In general, diabetes is more prevalent in older individuals, so we would expect a higher proportion of diabetics in the senior age group compared to the adult age group. Therefore, we can hypothesize that there may be a higher mean or median value of DIQ010 in the senior age group compared to the adult age group.

To create the dictionary with the specific details, we will perform an analysis on feature DIQ010 for each target class (Adult and Senior). Based on our prior knowledge, we will assume that a higher DIQ010 value indicates a higher likelihood of being diabetic.
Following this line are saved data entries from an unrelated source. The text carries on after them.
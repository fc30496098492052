use anyhow::{Context, Result};
use metrics_exporter_prometheus::PrometheusBuilder;
use std::net::SocketAddr;
use tracing::info;
use tracing_appender::non_blocking::WorkerGuard;
use tracing_subscriber::layer::SubscriberExt;
use tracing_subscriber::util::SubscriberInitExt;
use tracing_subscriber::{EnvFilter, fmt};

use crate::config::{LoggingConfig, MetricsConfig};

pub const LOG_FILE_PREFIX: &str = "price-tracker.log";

/// `RUST_LOG` wins over the configured level.
pub fn env_filter(logging: &LoggingConfig) -> Result<EnvFilter> {
    EnvFilter::try_from_default_env()
        .or_else(|_| EnvFilter::try_new(&logging.level))
        .with_context(|| format!("invalid log level '{}'", logging.level))
}

/// Logs to stderr, and to a daily rolling file when a directory is set. The
/// returned guard must live until exit or buffered file lines are lost.
pub fn init_tracing(logging: &LoggingConfig) -> Result<Option<WorkerGuard>> {
    let filter = env_filter(logging)?;
    let stderr = fmt::layer().with_writer(std::io::stderr).with_target(false);

    match &logging.directory {
        Some(directory) => {
            let appender = tracing_appender::rolling::daily(directory, LOG_FILE_PREFIX);
            let (writer, guard) = tracing_appender::non_blocking(appender);

            tracing_subscriber::registry()
                .with(filter)
                .with(stderr)
                .with(fmt::layer().with_ansi(false).with_writer(writer))
                .init();
            Ok(Some(guard))
        }
        None => {
            tracing_subscriber::registry().with(filter).with(stderr).init();
            Ok(None)
        }
    }
}

/// Serves Prometheus metrics on `metrics.listen`.
pub fn install_metrics(config: &MetricsConfig) -> Result<()> {
    let addr: SocketAddr = config
        .listen
        .parse()
        .with_context(|| format!("invalid metrics listen address '{}'", config.listen))?;

    PrometheusBuilder::new()
        .with_http_listener(addr)
        .install()
        .context("failed to install Prometheus exporter")?;

    info!("Serving metrics on http://{}/metrics", addr);
    Ok(())
}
Below is the dictionary with the requested details:

```json
{
	"Adult": [0.0, 0.0, 0.0, 1.0, 0.0],
	"Senior": [0.0, 1.0, 1.0, 0.0, 1.0]
}
```

Explanation:
- For the target class "Adult", we assume that a DIQ010 value of 0.0 indicates a non-diabetic individual, and a value of 1.0 indicates a diabetic individual. In this case, we have provided 5 possible DIQ010 values commonly found in adults, where all values are either 0.0 or 1.0.
- For the target class "Senior", we assume that a DIQ010 value of 0.0 indicates a non-diabetic individual, and a value of 1.0 indicates a diabetic individual. In this case, we have also provided 5 possible DIQ010 values commonly found in seniors, where there is a mix of 0.0 and 1.0 values.

Please note that the specific values provided in the dictionary are placeholders and may not accurately represent the true distribution of DIQ010 values for each target class. To obtain more accurate results, further data analysis and statistical techniques may be necessary.